**Directions**
Spot each line in the records below where the word "failed" occurs, then copy it.

**Extracted data**

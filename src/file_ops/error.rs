//! Error type shared by all file operations
//!
//! Every failure carries the path it concerns and a coarse kind, so callers
//! can branch on the cause instead of parsing messages.

use serde::Serialize;
use std::io;
use std::path::Path;
use thiserror::Error;

/// Cause category of a failed file operation
#[derive(Debug, Clone, Copy, PartialEq, Eq, Hash, Serialize)]
pub enum FileOpErrorKind {
    NotFound,
    PermissionDenied,
    AlreadyExists,
    Io,
}

/// Errors that can occur during file operations
#[derive(Error, Debug)]
pub enum FileOpError {
    #[error("File not found: {0}")]
    NotFound(String),

    #[error("Permission denied: {0}")]
    PermissionDenied(String),

    #[error("File already exists: {0}")]
    AlreadyExists(String),

    #[error("IO error on {path}: {source}")]
    Io {
        path: String,
        #[source]
        source: io::Error,
    },
}

/// Result type for file operations
pub type Result<T> = std::result::Result<T, FileOpError>;

impl FileOpError {
    /// Classify an I/O error raised while operating on `path`
    pub fn from_io(path: &Path, error: io::Error) -> Self {
        let path = path.display().to_string();
        match error.kind() {
            io::ErrorKind::NotFound => FileOpError::NotFound(path),
            io::ErrorKind::PermissionDenied => FileOpError::PermissionDenied(path),
            io::ErrorKind::AlreadyExists => FileOpError::AlreadyExists(path),
            _ => FileOpError::Io {
                path,
                source: error,
            },
        }
    }

    pub fn kind(&self) -> FileOpErrorKind {
        match self {
            FileOpError::NotFound(_) => FileOpErrorKind::NotFound,
            FileOpError::PermissionDenied(_) => FileOpErrorKind::PermissionDenied,
            FileOpError::AlreadyExists(_) => FileOpErrorKind::AlreadyExists,
            FileOpError::Io { .. } => FileOpErrorKind::Io,
        }
    }

    /// Path the failed operation was acting on
    pub fn path(&self) -> &str {
        match self {
            FileOpError::NotFound(path)
            | FileOpError::PermissionDenied(path)
            | FileOpError::AlreadyExists(path)
            | FileOpError::Io { path, .. } => path,
        }
    }
}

**Response below**
/// Cause category of a failed file operation
    /// Path the failed operation was acting on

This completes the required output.